● PROBLEM STATEMENT
Some entries follow. Reproduce exactly the lines starting at the one with "filename src/lib.rs" and stopping after the one with "state and the".

(Collected data entries)
··········

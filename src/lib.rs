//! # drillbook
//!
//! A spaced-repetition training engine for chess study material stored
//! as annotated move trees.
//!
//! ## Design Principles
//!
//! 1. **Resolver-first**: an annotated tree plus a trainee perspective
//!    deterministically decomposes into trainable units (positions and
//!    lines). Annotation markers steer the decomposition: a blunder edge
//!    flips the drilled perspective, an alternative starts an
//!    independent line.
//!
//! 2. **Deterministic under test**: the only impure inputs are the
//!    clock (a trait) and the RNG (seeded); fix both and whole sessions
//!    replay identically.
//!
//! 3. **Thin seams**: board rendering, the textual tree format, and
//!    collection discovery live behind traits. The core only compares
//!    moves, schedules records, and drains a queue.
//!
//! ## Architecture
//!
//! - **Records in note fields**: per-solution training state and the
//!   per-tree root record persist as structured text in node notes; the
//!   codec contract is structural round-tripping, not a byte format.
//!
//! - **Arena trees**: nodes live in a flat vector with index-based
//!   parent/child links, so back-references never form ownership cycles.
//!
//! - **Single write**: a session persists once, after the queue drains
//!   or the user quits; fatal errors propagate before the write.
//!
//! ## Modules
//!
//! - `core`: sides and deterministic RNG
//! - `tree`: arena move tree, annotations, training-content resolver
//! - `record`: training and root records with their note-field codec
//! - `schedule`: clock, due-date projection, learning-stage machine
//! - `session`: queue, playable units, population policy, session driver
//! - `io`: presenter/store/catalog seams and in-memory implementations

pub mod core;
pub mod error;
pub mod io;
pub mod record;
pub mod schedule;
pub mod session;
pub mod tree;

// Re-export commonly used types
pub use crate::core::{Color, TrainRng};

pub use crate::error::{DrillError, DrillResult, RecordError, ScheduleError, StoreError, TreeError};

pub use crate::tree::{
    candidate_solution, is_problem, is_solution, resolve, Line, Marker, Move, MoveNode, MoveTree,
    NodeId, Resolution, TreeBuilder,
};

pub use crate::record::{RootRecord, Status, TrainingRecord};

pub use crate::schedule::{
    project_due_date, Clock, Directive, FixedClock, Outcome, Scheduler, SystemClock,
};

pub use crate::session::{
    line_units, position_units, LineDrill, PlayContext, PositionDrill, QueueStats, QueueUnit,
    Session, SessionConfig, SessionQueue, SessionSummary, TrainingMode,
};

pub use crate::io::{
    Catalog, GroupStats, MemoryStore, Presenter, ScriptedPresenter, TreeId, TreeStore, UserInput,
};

··········

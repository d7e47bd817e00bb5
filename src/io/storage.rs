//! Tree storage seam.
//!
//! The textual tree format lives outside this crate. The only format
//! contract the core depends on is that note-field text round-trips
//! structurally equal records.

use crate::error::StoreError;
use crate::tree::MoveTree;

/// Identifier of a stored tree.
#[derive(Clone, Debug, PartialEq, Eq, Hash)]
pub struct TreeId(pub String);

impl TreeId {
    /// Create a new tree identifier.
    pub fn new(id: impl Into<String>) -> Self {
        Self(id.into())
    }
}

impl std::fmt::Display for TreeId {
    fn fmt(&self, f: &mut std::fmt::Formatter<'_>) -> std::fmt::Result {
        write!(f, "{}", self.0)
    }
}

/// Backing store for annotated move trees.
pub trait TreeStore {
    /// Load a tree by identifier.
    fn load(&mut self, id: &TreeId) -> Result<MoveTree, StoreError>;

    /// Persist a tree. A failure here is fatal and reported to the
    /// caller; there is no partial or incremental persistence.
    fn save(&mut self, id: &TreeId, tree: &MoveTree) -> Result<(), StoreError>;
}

··········

● OUTPUT OF THE TASK
filename src/lib.rs
//! # drillbook
//!
//! A spaced-repetition training engine for chess study material stored
//! as annotated move trees.
//!
//! ## Design Principles
//!
//! 1. **Resolver-first**: an annotated tree plus a trainee perspective
//!    deterministically decomposes into trainable units (positions and
//!    lines). Annotation markers steer the decomposition: a blunder edge
//!    flips the drilled perspective, an alternative starts an
//!    independent line.
//!
//! 2. **Deterministic under test**: the only impure inputs are the
//!    clock (a trait) and the RNG (seeded); fix both and whole sessions
//!    replay identically.
//!
//! 3. **Thin seams**: board rendering, the textual tree format, and
//!    collection discovery live behind traits. The core only compares
//!    moves, schedules records, and drains a queue.
//!
//! ## Architecture
//!
//! - **Records in note fields**: per-solution training state and the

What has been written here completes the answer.